This year, in the United States alone, the number of total knee replacements will exceed 600,000. Eighty percent of these are unnecessary. Here is why.
Total knee replacements are a godsend to people with severe loss of bone and cartilage involving all three compartments of the knee joint. Modern surgery, in which a robotic arm is used to make super-precise cuts, permits the metal implants to be fitted precisely to the bone, often without the use of bone cement. When no cement is used, the bone grows into the open metal pores and there is much less risk of loosening. Our total knee patients return to sports with confidence that though they may eventually wear out the plastic tray, they probably won’t—and by building their muscle and bone through exercise, their new joint will likely outlive them. Dropping dead at 100, while playing at a sport we love, remains our shared goal. So, what is wrong?
The problem is that 80 percent of the people who are told they have severe arthritis, requiring a total knee replacement, actually only have bone-on-bone arthritis in one part of their knee. If the arthritis has not progressed to complete loss of joint space, these people might consider an alternative: a biologic joint replacement with regrowth or replacement of the articular cartilage surface, combined with replacement of the meniscus cartilage. Recent long-term studies show that this procedure, on average, buys the arthritic patient 17 years before an artificial knee component is required.
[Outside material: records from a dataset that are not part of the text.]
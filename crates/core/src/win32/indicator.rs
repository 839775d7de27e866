/// Notification-area indicator owned by the main window
use crate::config::Tooltip;
use crate::event::Event;
use windows::Win32::Foundation::{HWND, LPARAM};
use windows::Win32::UI::Shell::{
    Shell_NotifyIconW, NIF_ICON, NIF_MESSAGE, NIF_TIP, NIM_ADD, NIM_DELETE, NIM_MODIFY,
    NOTIFYICONDATAW, NOTIFY_ICON_MESSAGE,
};
use windows::Win32::UI::WindowsAndMessaging::{HICON, WM_LBUTTONUP};

use super::WM_TRAY_ICON;

/// Identifier of our single indicator within the owner window
const TRAY_ICON_UID: u32 = 1;

/// Where indicator requests go
pub trait NotifyArea {
    /// Send one request; `true` if the shell accepted it
    fn notify(&self, message: NOTIFY_ICON_MESSAGE, data: &NOTIFYICONDATAW) -> bool;
}

/// The shell's notification area
#[derive(Debug, Default)]
pub struct SystemNotifyArea;

impl NotifyArea for SystemNotifyArea {
    fn notify(&self, message: NOTIFY_ICON_MESSAGE, data: &NOTIFYICONDATAW) -> bool {
        unsafe { Shell_NotifyIconW(message, data) }.as_bool()
    }
}

pub struct Indicator<A: NotifyArea = SystemNotifyArea> {
    area: A,
    owner: HWND,
    tooltip: Tooltip,
    icon: Option<HICON>,
    registered: bool,
}

impl Indicator<SystemNotifyArea> {
    /// Add the indicator with its tooltip; the icon follows once resolved
    pub fn create(owner: HWND, tooltip: Tooltip) -> Self {
        Self::with_area(SystemNotifyArea, owner, tooltip)
    }
}

impl<A: NotifyArea> Indicator<A> {
    pub fn with_area(area: A, owner: HWND, tooltip: Tooltip) -> Self {
        let mut indicator = Self {
            area,
            owner,
            tooltip,
            icon: None,
            registered: false,
        };
        indicator.registered = indicator.add();
        indicator
    }

    fn data(&self) -> NOTIFYICONDATAW {
        NOTIFYICONDATAW {
            cbSize: std::mem::size_of::<NOTIFYICONDATAW>() as u32,
            hWnd: self.owner,
            uID: TRAY_ICON_UID,
            ..Default::default()
        }
    }

    /// Callback, tip and icon (when known) in one request
    fn full_data(&self) -> NOTIFYICONDATAW {
        let mut nid = self.data();
        nid.uFlags = NIF_MESSAGE | NIF_TIP;
        nid.uCallbackMessage = WM_TRAY_ICON;
        nid.szTip = self.tooltip.to_wide_buffer();
        if let Some(icon) = self.icon {
            nid.uFlags |= NIF_ICON;
            nid.hIcon = icon;
        }
        nid
    }

    // NIM_ADD also fails when no shell is running, so it is not asserted
    fn add(&self) -> bool {
        let added = self.area.notify(NIM_ADD, &self.full_data());
        if added {
            tracing::info!("Tray icon added: {:?}", self.tooltip.as_str());
        } else {
            tracing::error!("Failed to add tray icon");
        }
        added
    }

    /// Swap the displayed icon; tip and callback stay as they are
    pub fn update_icon(&mut self, icon: HICON) {
        self.icon = Some(icon);
        if !self.registered {
            return;
        }

        let mut nid = self.data();
        nid.uFlags = NIF_ICON;
        nid.hIcon = icon;

        if !self.area.notify(NIM_MODIFY, &nid) {
            tracing::warn!("Failed to update tray icon");
            debug_assert!(false, "NIM_MODIFY failed for the tray icon");
        }
    }

    /// Add the indicator again after the shell dropped it
    ///
    /// `TaskbarCreated` also arrives when the icon is still there (a DPI
    /// change, for one); the add is then refused and the icon is refreshed
    /// in place instead.
    pub fn restore(&mut self) {
        tracing::info!("Shell restarted, restoring tray icon");
        if self.add() {
            self.registered = true;
            return;
        }

        if self.registered {
            if self.area.notify(NIM_MODIFY, &self.full_data()) {
                tracing::info!("Tray icon was still present, refreshed it");
            } else {
                tracing::warn!("Tray icon is gone and could not be re-added");
                self.registered = false;
            }
        }
    }

    /// Remove the indicator; does nothing once removed
    pub fn destroy(&mut self) {
        if !self.registered {
            return;
        }
        self.registered = false;

        if self.area.notify(NIM_DELETE, &self.data()) {
            tracing::debug!("Tray icon removed");
        } else {
            tracing::error!("Failed to remove tray icon");
            debug_assert!(false, "NIM_DELETE failed for the tray icon");
        }
    }

    pub fn is_registered(&self) -> bool {
        self.registered
    }
}

impl<A: NotifyArea> Drop for Indicator<A> {
    fn drop(&mut self) {
        self.destroy();
    }
}

/// Translate the indicator's callback `lParam` into an event
pub fn input_event(lparam: LPARAM) -> Option<Event> {
    let message = (lparam.0 as u32) & 0xFFFF;
    (message == WM_LBUTTONUP).then_some(Event::ToggleRequested)
}

#[cfg(test)]
mod tests {
    use super::*;
    use std::cell::RefCell;
    use std::collections::VecDeque;
    use std::rc::Rc;
    use windows::Win32::UI::WindowsAndMessaging::{WM_LBUTTONDOWN, WM_RBUTTONUP};

    type Calls = Rc<RefCell<Vec<NOTIFY_ICON_MESSAGE>>>;

    /// Records requests and answers them from a script; unscripted ones succeed
    struct ScriptedArea {
        calls: Calls,
        answers: RefCell<VecDeque<bool>>,
    }

    impl ScriptedArea {
        fn new(calls: &Calls, answers: &[bool]) -> Self {
            Self {
                calls: calls.clone(),
                answers: RefCell::new(answers.iter().copied().collect()),
            }
        }
    }

    impl NotifyArea for ScriptedArea {
        fn notify(&self, message: NOTIFY_ICON_MESSAGE, _data: &NOTIFYICONDATAW) -> bool {
            self.calls.borrow_mut().push(message);
            self.answers.borrow_mut().pop_front().unwrap_or(true)
        }
    }

    fn indicator(calls: &Calls, answers: &[bool]) -> Indicator<ScriptedArea> {
        Indicator::with_area(
            ScriptedArea::new(calls, answers),
            HWND::default(),
            Tooltip::new("tip"),
        )
    }

    #[test]
    fn test_only_left_button_release_toggles() {
        assert_eq!(
            input_event(LPARAM(WM_LBUTTONUP as isize)),
            Some(Event::ToggleRequested)
        );
        assert_eq!(input_event(LPARAM(WM_LBUTTONDOWN as isize)), None);
        assert_eq!(input_event(LPARAM(WM_RBUTTONUP as isize)), None);
    }

    #[test]
    fn test_restore_while_still_present_keeps_registration() {
        let calls = Calls::default();
        // add ok, re-add refused, refresh ok
        let mut tray = indicator(&calls, &[true, false, true]);

        tray.restore();
        assert!(tray.is_registered());

        drop(tray);
        assert_eq!(
            *calls.borrow(),
            vec![NIM_ADD, NIM_ADD, NIM_MODIFY, NIM_DELETE]
        );
    }

    #[test]
    fn test_restore_after_shell_restart_re_adds() {
        let calls = Calls::default();
        let mut tray = indicator(&calls, &[true, true]);

        tray.restore();
        assert!(tray.is_registered());
        assert_eq!(*calls.borrow(), vec![NIM_ADD, NIM_ADD]);
    }

    #[test]
    fn test_failed_add_is_not_deleted() {
        let calls = Calls::default();
        let tray = indicator(&calls, &[false]);
        assert!(!tray.is_registered());

        drop(tray);
        assert_eq!(*calls.borrow(), vec![NIM_ADD]);
    }

    #[test]
    #[cfg(debug_assertions)]
    #[should_panic(expected = "NIM_MODIFY failed")]
    fn test_icon_update_failure_asserts() {
        let calls = Calls::default();
        let mut tray = indicator(&calls, &[true, false]);
        tray.update_icon(HICON::default());
    }

    #[test]
    #[cfg(debug_assertions)]
    #[should_panic(expected = "NIM_DELETE failed")]
    fn test_remove_failure_asserts() {
        let calls = Calls::default();
        let mut tray = indicator(&calls, &[true, false]);
        tray.destroy();
    }
}
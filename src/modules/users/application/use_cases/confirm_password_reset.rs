use async_trait::async_trait;
use std::sync::Arc;

use crate::modules::email::application::ports::outgoing::{AccountNotice, AccountNotifier};
use crate::modules::email::application::services::notify_logged;
use crate::modules::users::application::domain::validation::validate_password;
use crate::modules::users::application::domain::TokenPurpose;
use crate::modules::users::application::ports::outgoing::{
    PasswordHasher, UserQuery, UserRepository,
};
use crate::modules::users::application::services::TokenLifecycle;
use crate::modules::users::application::use_cases::account_flow::{link_owner, AccountFlowError};
use crate::shared::validation::FieldErrors;

// ========================= New Password Request =========================
#[derive(Debug, Clone, PartialEq)]
pub struct NewPasswordRequest {
    password: String,
}

impl NewPasswordRequest {
    pub fn new(password: Option<String>, re_password: Option<String>) -> Result<Self, FieldErrors> {
        let mut errors = FieldErrors::default();
        let password = errors.check(
            "password",
            validate_password(password.as_deref().unwrap_or_default()),
        );

        let confirmation = re_password.unwrap_or_default();
        if confirmation.is_empty() {
            errors.add("re_password", "Password Confirmation Is Required");
        }

        match password {
            Some(password) if errors.is_empty() => {
                if password != confirmation {
                    return Err(FieldErrors::single("password", "Passwords Do Not Match"));
                }
                Ok(Self { password })
            }
            _ => Err(errors),
        }
    }

    pub fn password(&self) -> &str {
        &self.password
    }
}

// ========================= Confirm Password Reset Use Case =========================
#[async_trait]
pub trait IConfirmPasswordResetUseCase: Send + Sync {
    async fn execute(
        &self,
        token: &str,
        request: Result<NewPasswordRequest, FieldErrors>,
    ) -> Result<(), AccountFlowError>;
}

pub struct ConfirmPasswordResetUseCase {
    query: Arc<dyn UserQuery>,
    repository: Arc<dyn UserRepository>,
    hasher: Arc<dyn PasswordHasher>,
    tokens: TokenLifecycle,
    notifier: Arc<dyn AccountNotifier>,
}

impl ConfirmPasswordResetUseCase {
    pub fn new(
        query: Arc<dyn UserQuery>,
        repository: Arc<dyn UserRepository>,
        hasher: Arc<dyn PasswordHasher>,
        tokens: TokenLifecycle,
        notifier: Arc<dyn AccountNotifier>,
    ) -> Self {
        Self {
            query,
            repository,
            hasher,
            tokens,
            notifier,
        }
    }
}

#[async_trait]
impl IConfirmPasswordResetUseCase for ConfirmPasswordResetUseCase {
    async fn execute(
        &self,
        token: &str,
        request: Result<NewPasswordRequest, FieldErrors>,
    ) -> Result<(), AccountFlowError> {
        let user = link_owner(
            &self.tokens,
            self.query.as_ref(),
            token,
            TokenPurpose::ResetPassword,
        )
        .await?;
        let request = request.map_err(AccountFlowError::Validation)?;

        let password_hash = self.hasher.hash_password(request.password()).await?;
        self.repository
            .update_password(user.id, password_hash)
            .await?;

        self.tokens
            .revoke(
                user.id,
                &[
                    TokenPurpose::ResetPassword,
                    TokenPurpose::Access,
                    TokenPurpose::Refresh,
                ],
            )
            .await
            .map_err(|e| AccountFlowError::TokenError(e.to_string()))?;

        notify_logged(self.notifier.as_ref(), &user, AccountNotice::PasswordResetDone).await;

        tracing::info!(user_id = %user.id, "Password reset completed");
        Ok(())
    }
}
use std::collections::HashMap;

use crate::modules::users::application::domain::TokenPurpose;
use crate::shared::config::{self, ConfigError};

/// HS256 needs at least 32 bytes of key material
pub const MIN_SECRET_LEN: usize = 32;

#[derive(Debug, Clone)]
pub struct PurposeKey {
    pub secret: String,
    pub expiry_secs: i64, // Expiration in seconds
}

#[derive(Debug, Clone)]
pub struct JwtConfig {
    /// Used for both `iss` and `aud`
    pub issuer: String,
    keys: HashMap<TokenPurpose, PurposeKey>,
}

impl JwtConfig {
    pub fn new(issuer: impl Into<String>) -> Self {
        Self {
            issuer: issuer.into(),
            keys: HashMap::new(),
        }
    }

    pub fn with_key(
        mut self,
        purpose: TokenPurpose,
        secret: impl Into<String>,
        expiry_secs: i64,
    ) -> Self {
        self.keys.insert(
            purpose,
            PurposeKey {
                secret: secret.into(),
                expiry_secs,
            },
        );
        self
    }

    pub fn key(&self, purpose: TokenPurpose) -> Option<&PurposeKey> {
        self.keys.get(&purpose)
    }

    /// Reads `{PURPOSE}_TOKEN_SECRET` and `{PURPOSE}_TOKEN_EXPIRY` for every purpose.
    pub fn from_env(issuer: impl Into<String>) -> Result<Self, ConfigError> {
        let mut jwt_config = Self::new(issuer);

        for purpose in TokenPurpose::ALL {
            let secret_key = format!("{}_TOKEN_SECRET", purpose.env_prefix());
            let expiry_key = format!("{}_TOKEN_EXPIRY", purpose.env_prefix());

            let secret = config::required(&secret_key)?;
            if secret.len() < MIN_SECRET_LEN {
                return Err(ConfigError::Invalid {
                    key: secret_key,
                    reason: format!("must be at least {} characters long", MIN_SECRET_LEN),
                });
            }

            let expiry_secs = config::parse_or(&expiry_key, purpose.default_expiry_secs())?;
            if expiry_secs <= 0 {
                return Err(ConfigError::Invalid {
                    key: expiry_key,
                    reason: "must be a positive number of seconds".to_string(),
                });
            }

            jwt_config = jwt_config.with_key(purpose, secret, expiry_secs);
        }

        if let (Some(access), Some(refresh)) = (
            jwt_config.key(TokenPurpose::Access),
            jwt_config.key(TokenPurpose::Refresh),
        ) {
            if refresh.expiry_secs <= access.expiry_secs {
                return Err(ConfigError::Invalid {
                    key: "REFRESH_TOKEN_EXPIRY".to_string(),
                    reason: "must be greater than ACCESS_TOKEN_EXPIRY".to_string(),
                });
            }
        }

        Ok(jwt_config)
    }
}
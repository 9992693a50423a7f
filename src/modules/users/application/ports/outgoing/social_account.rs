use async_trait::async_trait;
use uuid::Uuid;

use crate::modules::users::application::domain::OAuthBackend;
use crate::modules::users::application::ports::outgoing::{UserQueryError, UserRepositoryError};

/// Links between accounts and provider identities.
#[cfg_attr(test, mockall::automock)]
#[async_trait]
pub trait SocialAccountStore: Send + Sync {
    async fn find_user_id(
        &self,
        backend: OAuthBackend,
        uid: &str,
    ) -> Result<Option<Uuid>, UserQueryError>;

    /// True when the account signed up or signed in through any provider.
    async fn is_linked(&self, user_id: Uuid) -> Result<bool, UserQueryError>;

    async fn link(
        &self,
        user_id: Uuid,
        backend: OAuthBackend,
        uid: &str,
    ) -> Result<(), UserRepositoryError>;
}
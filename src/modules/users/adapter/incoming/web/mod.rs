pub mod errors;
pub mod extractors;
pub mod routes;
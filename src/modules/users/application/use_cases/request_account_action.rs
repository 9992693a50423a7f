use async_trait::async_trait;
use std::sync::Arc;

use crate::modules::email::application::ports::outgoing::{
    AccountNotice, AccountNotifier, NoticeLink,
};
use crate::modules::users::application::domain::{TokenPurpose, User};
use crate::modules::users::application::services::TokenLifecycle;
use crate::modules::users::application::use_cases::account_flow::AccountFlowError;

/// Changes an authenticated user must confirm through an emailed link.
#[derive(Debug, Clone, Copy, PartialEq, Eq)]
pub enum AccountAction {
    Deactivation,
    Deletion,
    ChangeEmail,
    ChangeUsername,
}

impl AccountAction {
    pub fn purpose(&self) -> TokenPurpose {
        match self {
            AccountAction::Deactivation => TokenPurpose::Deactivation,
            AccountAction::Deletion => TokenPurpose::Deletion,
            AccountAction::ChangeEmail => TokenPurpose::ChangeEmail,
            AccountAction::ChangeUsername => TokenPurpose::ChangeUsername,
        }
    }

    fn notice(&self, link: NoticeLink) -> AccountNotice {
        match self {
            AccountAction::Deactivation => AccountNotice::DeactivationRequest(link),
            AccountAction::Deletion => AccountNotice::DeletionRequest(link),
            AccountAction::ChangeEmail => AccountNotice::EmailChangeRequest(link),
            AccountAction::ChangeUsername => AccountNotice::UsernameChangeRequest(link),
        }
    }
}

#[async_trait]
pub trait IRequestAccountActionUseCase: Send + Sync {
    async fn execute(&self, user: &User, action: AccountAction) -> Result<(), AccountFlowError>;
}

/// Emails the confirmation link for `action`, reusing an outstanding token.
pub struct RequestAccountActionUseCase {
    tokens: TokenLifecycle,
    notifier: Arc<dyn AccountNotifier>,
}

impl RequestAccountActionUseCase {
    pub fn new(tokens: TokenLifecycle, notifier: Arc<dyn AccountNotifier>) -> Self {
        Self { tokens, notifier }
    }
}

#[async_trait]
impl IRequestAccountActionUseCase for RequestAccountActionUseCase {
    async fn execute(&self, user: &User, action: AccountAction) -> Result<(), AccountFlowError> {
        let purpose = action.purpose();
        let token = self
            .tokens
            .current_or_issue(user.id, purpose)
            .await
            .map_err(|e| AccountFlowError::TokenError(e.to_string()))?;

        self.notifier
            .notify(user, action.notice(self.tokens.link(token, purpose)))
            .await
            .map_err(|e| AccountFlowError::NotificationFailed(e.to_string()))?;

        tracing::info!(user_id = %user.id, token_type = %purpose, "Confirmation link sent");
        Ok(())
    }
}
If one or two knee joint compartments have indeed lost all their joint space, a robotically-placed partial knee replacement has huge advantages. First of all, less surgery is almost always a good thing. A partial replacement saves the ACL (or can be combined with an ACL reconstruction if necessary) so that the knee often feels normal—which a total knee replacement almost never does. And a partial replacement can be revised to another partial if it wears out—or, if arthritis progresses, a partial can be done on the opposite side of the knee. It can even be converted to a total knee replacement later in life if required. The patellofemoral joint (where the kneecap meets the thigh bone at the front of the knee) can be selectively resurfaced, or it can be combined with a medial or lateral replacement.
In the past, it was quite difficult to perform these surgeries accurately. But current 3D CT imaging, with robotic-arm control, has made it possible to place the components in positions that are optimal for the patient’s anatomy and stability.
The problem, even with perfectly placed total knee replacements, is that up to 50% of patients have pain at 10 years. The knee ligaments often stretch out around the implants, and the revision success rate is depressingly low. In an effort to avoid those risks, we push the limits to do biologic or partial artificial replacements whenever possible.
The best solution, as always, is to avoid developing arthritis in the first place. Healthy knees can run forever. Injuries, however, change the biomechanics of the knee, leading to early wear. If injured, tissues should be repaired or replaced as soon as possible—especially the meniscus, cruciate ligaments ACL and PCL, and articular cartilage surfaces. It is far more conservative to repair the damage early than to experience the failure of the wait-and-see arthritis game.
Dr. Kevin R. Stone is an orthopedic surgeon at The Stone Clinic and chairman of the Stone Research Foundation in San Francisco.